ROMA – L’inizio del 2011 è stato duro per l’industria italiana, che a gennaio, a sorpresa, ha segnato un calo dell’1,5% rispetto a dicembre. Il passo indietro rilevato dall’Istat, dopo due aumenti consecutivi, contrasta con i miglioramenti registrati in Paesi come Germania e Francia.
Per Confindustria stanno entrando in gioco nuovi fattori di rischio, tra tutti a suscitare più allarme è ”lo shock rappresentato dal rincaro delle materie prime ed in particolare del petrolio”, che potrebbe mettere un freno alla ripresa.
Il Centro Studi di Viale dell’Astronomia (Csc), infatti, pur stimando un balzo della produzione a febbraio, parla di una crescita nella prima parte dell’anno ”più lenta di quella attesa”.
Insomma, gennaio non è stato un mese confortante per l’economia nazionale, segnata da un rialzo dei prezzi a cui non ha fatto seguito un incremento della produzione, ma una flessione tanto netta quanto inattesa: le previsioni davano l’indice in aumento tra lo 0,5% e lo 0,7%.
Una battuta d’arresto che risente dei cali nei comparti dell’energia (-5%) e dei beni di consumo (-2,3%), in particolare va male il tessile (-7,1%). E non va meglio allargando lo sguardo ai mesi precedenti, lo stesso Istituto di statistica sottolinea l’andamento ”stagnate” del trimestre novembre-gennaio (-0,1%); mentre su base annua si registra una decelerazione, dal +5,6% di dicembre al +0,6%, con una vera e propria caduta per computer e prodotti di elettronica (-11,1%).
Inoltre, si tratta di una frenata che cozza con i segni positivi registrati in Germania, che recupera il ribasso di dicembre con un +1,8% congiunturale (+12,5% annuo), meglio delle attese fanno anche la Francia, con un +1% sul mese precedente (5,4% annuo) e il Regno Unito (+0,5% mensile, +4,4% annuo).

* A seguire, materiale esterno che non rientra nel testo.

#[cfg(test)]
mod tests {
    use pretty_assertions::assert_eq;
    use serde_json::{Map, json};
    use tokio::sync::mpsc;

    use super::*;
    use crate::{Msg, test_utils::received};

    struct Harness {
        rooms: RoomManager,
        channel: Channel,
        sessions: SessionRegistry,
        receivers: BTreeMap<ConnId, mpsc::UnboundedReceiver<Msg>>,
    }

    impl Harness {
        fn new(connections: &[ConnId]) -> Self {
            let mut channel = Channel::new();
            let mut receivers = BTreeMap::new();
            for id in connections {
                let (tx, rx) = mpsc::unbounded_channel();
                channel.connect(*id, tx);
                receivers.insert(*id, rx);
            }
            Self {
                rooms: RoomManager::new(),
                channel,
                sessions: SessionRegistry::new(),
                receivers,
            }
        }

        fn create(&mut self, id: ConnId) -> RoomId {
            self.rooms
                .create_room(id, json!({"title": "film"}), &mut self.channel, &self.sessions)
        }

        fn join(&mut self, id: ConnId, room_id: &str) -> Result<(), RoomError> {
            self.rooms
                .join_room(id, room_id, Value::Null, &mut self.channel, &self.sessions)
        }

        fn leave(&mut self, id: ConnId) {
            self.rooms.leave_room(id, &mut self.channel, &self.sessions);
        }

        fn sync(&mut self, id: ConnId, kind: SyncActionKind, payload: Value) {
            self.rooms.dispatch_sync_action(
                id,
                SyncAction { kind, payload },
                &self.channel,
                &self.sessions,
                1_000,
            );
        }

        fn events(&mut self, id: ConnId) -> Vec<OutboundEvent> {
            received(self.receivers.get_mut(&id).unwrap())
        }

        fn drain(&mut self) {
            for rx in self.receivers.values_mut() {
                received(rx);
            }
        }
    }

    mod create_room {
        use pretty_assertions::assert_eq;

        use super::*;

        #[test_log::test]
        fn creator_is_sole_member_and_leader() {
            let mut h = Harness::new(&[1]);

            let room_id = h.create(1);

            let room = h.rooms.get(&room_id).unwrap();
            assert_eq!(room.members, vec![1]);
            assert_eq!(room.leader_id, 1);
            assert!(!room.is_playing);
            assert_eq!(room.current_time, 0.0);
            assert_eq!(room_id.len(), 6);
            assert!(room_id.chars().all(|x| x.is_ascii_digit()));
            assert_eq!(
                h.events(1),
                vec![OutboundEvent::RoomCreated(RoomCreatedPayload {
                    room_id,
                    is_leader: true,
                    members: vec![RoomMember::Id(1)],
                })]
            );
        }

        #[test_log::test]
        fn members_resolve_against_sessions() {
            let mut h = Harness::new(&[1]);
            let mut fields = Map::new();
            fields.insert("name".to_string(), json!("ann"));
            h.sessions.register(1, fields, 0);

            h.create(1);

            let events = h.events(1);
            let OutboundEvent::RoomCreated(payload) = &events[0] else {
                panic!("expected room_created, got {events:?}");
            };
            assert_eq!(
                payload.members,
                vec![RoomMember::Session(Box::new(h.sessions.get(1).unwrap().clone()))]
            );
        }

        #[test_log::test]
        fn creating_again_leaves_the_previous_room() {
            let mut h = Harness::new(&[1]);
            let first = h.create(1);

            let second = h.create(1);

            assert_ne!(first, second);
            assert!(h.rooms.get(&first).is_none());
            assert_eq!(h.rooms.room_of(1).unwrap().id, second);
        }
    }

    mod join_room {
        use pretty_assertions::assert_eq;

        use super::*;

        #[test_log::test]
        fn unknown_room_is_not_found() {
            let mut h = Harness::new(&[1]);

            assert_eq!(
                h.join(1, "000000"),
                Err(RoomError::NotFound("000000".to_string()))
            );
            assert!(h.rooms.room_of(1).is_none());
        }

        #[test_log::test]
        fn full_room_rejects_ninth_member() {
            let ids = (1..=9).collect::<Vec<_>>();
            let mut h = Harness::new(&ids);
            let room_id = h.create(1);
            for id in 2..=8 {
                h.join(id, &room_id).unwrap();
            }

            let result = h.join(9, &room_id);

            assert_eq!(result, Err(RoomError::Full(room_id.clone())));
            let room = h.rooms.get(&room_id).unwrap();
            assert_eq!(room.members.len(), MAX_MEMBERS);
            assert!(!room.members.contains(&9));
            assert!(h.rooms.room_of(9).is_none());
        }

        #[test_log::test]
        fn joiner_gets_snapshot_and_others_get_notice() {
            let mut h = Harness::new(&[1, 2]);
            let room_id = h.create(1);
            h.sync(1, SyncActionKind::Seek, json!(42.5));
            h.drain();

            h.join(2, &room_id).unwrap();

            assert_eq!(
                h.events(2),
                vec![OutboundEvent::RoomJoined(RoomJoinedPayload {
                    room_id: room_id.clone(),
                    is_leader: false,
                    members: vec![RoomMember::Id(1), RoomMember::Id(2)],
                    current_media: json!({"title": "film"}),
                    is_playing: false,
                    current_time: 42.5,
                    messages: vec![],
                })]
            );
            assert_eq!(
                h.events(1),
                vec![OutboundEvent::RoomUserJoined(RoomUserPayload {
                    user_id: 2,
                    user: None,
                })]
            );
        }
    }

    mod sync_action {
        use pretty_assertions::assert_eq;

        use super::*;

        #[test_log::test]
        fn leader_play_is_mirrored_to_everyone_but_the_sender() {
            let mut h = Harness::new(&[1, 2, 3]);
            let room_id = h.create(1);
            h.join(2, &room_id).unwrap();
            h.join(3, &room_id).unwrap();
            h.drain();

            h.sync(1, SyncActionKind::Play, Value::Null);

            assert!(h.rooms.get(&room_id).unwrap().is_playing);
            let expected = vec![OutboundEvent::SyncUpdate(SyncAction {
                kind: SyncActionKind::Play,
                payload: Value::Null,
            })];
            assert_eq!(h.events(2), expected);
            assert_eq!(h.events(3), expected);
            assert_eq!(h.events(1), vec![]);
        }

        #[test_log::test]
        fn non_leader_seek_is_dropped_without_broadcast() {
            let mut h = Harness::new(&[1, 2]);
            let room_id = h.create(1);
            h.join(2, &room_id).unwrap();
            h.drain();

            h.sync(2, SyncActionKind::Seek, json!(120));

            assert_eq!(h.rooms.get(&room_id).unwrap().current_time, 0.0);
            assert_eq!(h.events(1), vec![]);
            assert_eq!(h.events(2), vec![]);
        }

        #[test_log::test]
        fn leader_url_replaces_media() {
            let mut h = Harness::new(&[1]);
            let room_id = h.create(1);

            h.sync(1, SyncActionKind::Url, json!({"url": "https://example.com/b.mp4"}));

            assert_eq!(
                h.rooms.get(&room_id).unwrap().current_media,
                json!({"url": "https://example.com/b.mp4"})
            );
        }

        #[test_log::test]
        fn chat_is_accepted_from_non_leaders() {
            let mut h = Harness::new(&[1, 2]);
            let room_id = h.create(1);
            h.join(2, &room_id).unwrap();
            h.drain();

            h.sync(2, SyncActionKind::Chat, json!("hello"));

            let room = h.rooms.get(&room_id).unwrap();
            assert_eq!(room.messages.len(), 1);
            assert_eq!(room.messages[0].text, "hello");
            assert_eq!(h.events(1).len(), 1);
            assert_eq!(h.events(2).len(), 1);
        }

        #[test_log::test]
        fn action_without_room_is_ignored() {
            let mut h = Harness::new(&[1]);

            h.sync(1, SyncActionKind::Play, Value::Null);

            assert_eq!(h.rooms.room_count(), 0);
            assert_eq!(h.events(1), vec![]);
        }
    }

    mod post_chat {
        use pretty_assertions::assert_eq;

        use super::*;

        #[test_log::test]
        fn history_is_bounded_with_oldest_evicted_first() {
            let mut h = Harness::new(&[1]);
            let room_id = h.create(1);

            for i in 1..=51 {
                h.rooms
                    .post_chat(1, format!("message {i}"), &h.channel, &h.sessions, 0);
            }

            let texts = h
                .rooms
                .get(&room_id)
                .unwrap()
                .messages
                .iter()
                .map(|x| x.text.clone())
                .collect::<Vec<_>>();
            assert_eq!(texts.len(), MAX_MESSAGES);
            assert_eq!(texts.first().unwrap(), "message 2");
            assert_eq!(texts.last().unwrap(), "message 51");
            assert!(!texts.contains(&"message 1".to_string()));
        }

        #[test_log::test]
        fn message_ids_increase_and_names_resolve() {
            let mut h = Harness::new(&[1, 2]);
            let mut fields = Map::new();
            fields.insert("name".to_string(), json!("ann"));
            h.sessions.register(1, fields, 0);
            let room_id = h.create(1);
            h.join(2, &room_id).unwrap();

            h.rooms.post_chat(1, "a".to_string(), &h.channel, &h.sessions, 500);
            h.rooms.post_chat(2, "b".to_string(), &h.channel, &h.sessions, 500);

            let messages = &h.rooms.get(&room_id).unwrap().messages;
            assert_eq!(messages[0].user_name, "ann");
            assert_eq!(messages[1].user_name, DEFAULT_USER_NAME);
            assert!(messages[1].id > messages[0].id);
        }
    }

    mod leave_room {
        use pretty_assertions::assert_eq;

        use super::*;

        #[test_log::test]
        fn leader_departure_promotes_earliest_remaining_member() {
            let mut h = Harness::new(&[1, 2, 3]);
            let room_id = h.create(1);
            h.join(2, &room_id).unwrap();
            h.join(3, &room_id).unwrap();
            h.drain();

            h.leave(1);

            let room = h.rooms.get(&room_id).unwrap();
            assert_eq!(room.leader_id, 2);
            assert!(room.members.contains(&room.leader_id));
            assert_eq!(room.members, vec![2, 3]);
            assert_eq!(
                h.events(2),
                vec![
                    OutboundEvent::RoomUserLeft(RoomUserPayload {
                        user_id: 1,
                        user: None,
                    }),
                    OutboundEvent::RoomLeaderChanged(LeaderChangedPayload { new_leader_id: 2 }),
                    OutboundEvent::YouAreLeader,
                ]
            );
            assert_eq!(
                h.events(3),
                vec![
                    OutboundEvent::RoomUserLeft(RoomUserPayload {
                        user_id: 1,
                        user: None,
                    }),
                    OutboundEvent::RoomLeaderChanged(LeaderChangedPayload { new_leader_id: 2 }),
                ]
            );
            assert_eq!(h.events(1), vec![]);
        }

        #[test_log::test]
        fn non_leader_departure_keeps_leader() {
            let mut h = Harness::new(&[1, 2]);
            let room_id = h.create(1);
            h.join(2, &room_id).unwrap();

            h.leave(2);

            let room = h.rooms.get(&room_id).unwrap();
            assert_eq!(room.leader_id, 1);
            assert_eq!(room.members, vec![1]);
        }

        #[test_log::test]
        fn last_member_leaving_destroys_room() {
            let mut h = Harness::new(&[1, 2]);
            let room_id = h.create(1);

            h.leave(1);

            assert!(h.rooms.get(&room_id).is_none());
            assert!(h.rooms.room_of(1).is_none());
            assert!(h.channel.group_members(&room_id).is_empty());
            assert_eq!(h.join(2, &room_id), Err(RoomError::NotFound(room_id)));
        }

        #[test_log::test]
        fn leaving_without_room_is_a_no_op() {
            let mut h = Harness::new(&[1]);

            h.leave(1);

            assert_eq!(h.events(1), vec![]);
        }
    }
}
use actix_web::{HttpResponse, Result, get, web::Json};
use serde_json::{Value, json};

#[get("/")]
pub async fn root_endpoint() -> HttpResponse {
    HttpResponse::Ok()
        .content_type("text/plain; charset=utf-8")
        .body("Syncroom server running. Ready for connections.")
}

#[get("/health")]
pub async fn health_endpoint() -> Result<Json<Value>> {
    log::trace!("Healthy");
    Ok(Json(json!({"healthy": true})))
}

Anche Confindustria nota come ”rimane ampio il divario di crescita rispetto alle altre nazioni”, con il pericolo che ”lo shock rappresentato dal rincaro del petrolio” possa ”rallentare sensibilmente la ripresa nei paesi avanzati”.
Il direttore dell’associazione degli industriali, Giampaolo Galli, calcola, infatti, che un prezzo a 115 dollari al barile ”può comportare un minor livello del Pil italiano di circa lo 0,7% in due anni a parità di altre condizioni”. Secondo le stime del Csc a febbraio la produzione potrà contare sul un effetto rimbalzo (+1,7%), ma comunque osserva, che ”l’incremento nella prima parte di quest’anno si delinea più lento di quanto atteso”.
Per il resto, la Francia, seconda economia dell’Ue dopo la Germania, a gennaio la produzione industriale è cresciuta dell’1%. La Gran Bretagna nello stesso periodo ha segnato un rialzo dello 0,5% , mentre su base annua la crescita è stata del 4,4%. La Spagna, che ieri ha visto Moody’s tagliare il suo rating, ha avuto una crescita del 3,8%. Negativi i dati della produzione economica del Portogallo (-4,2%).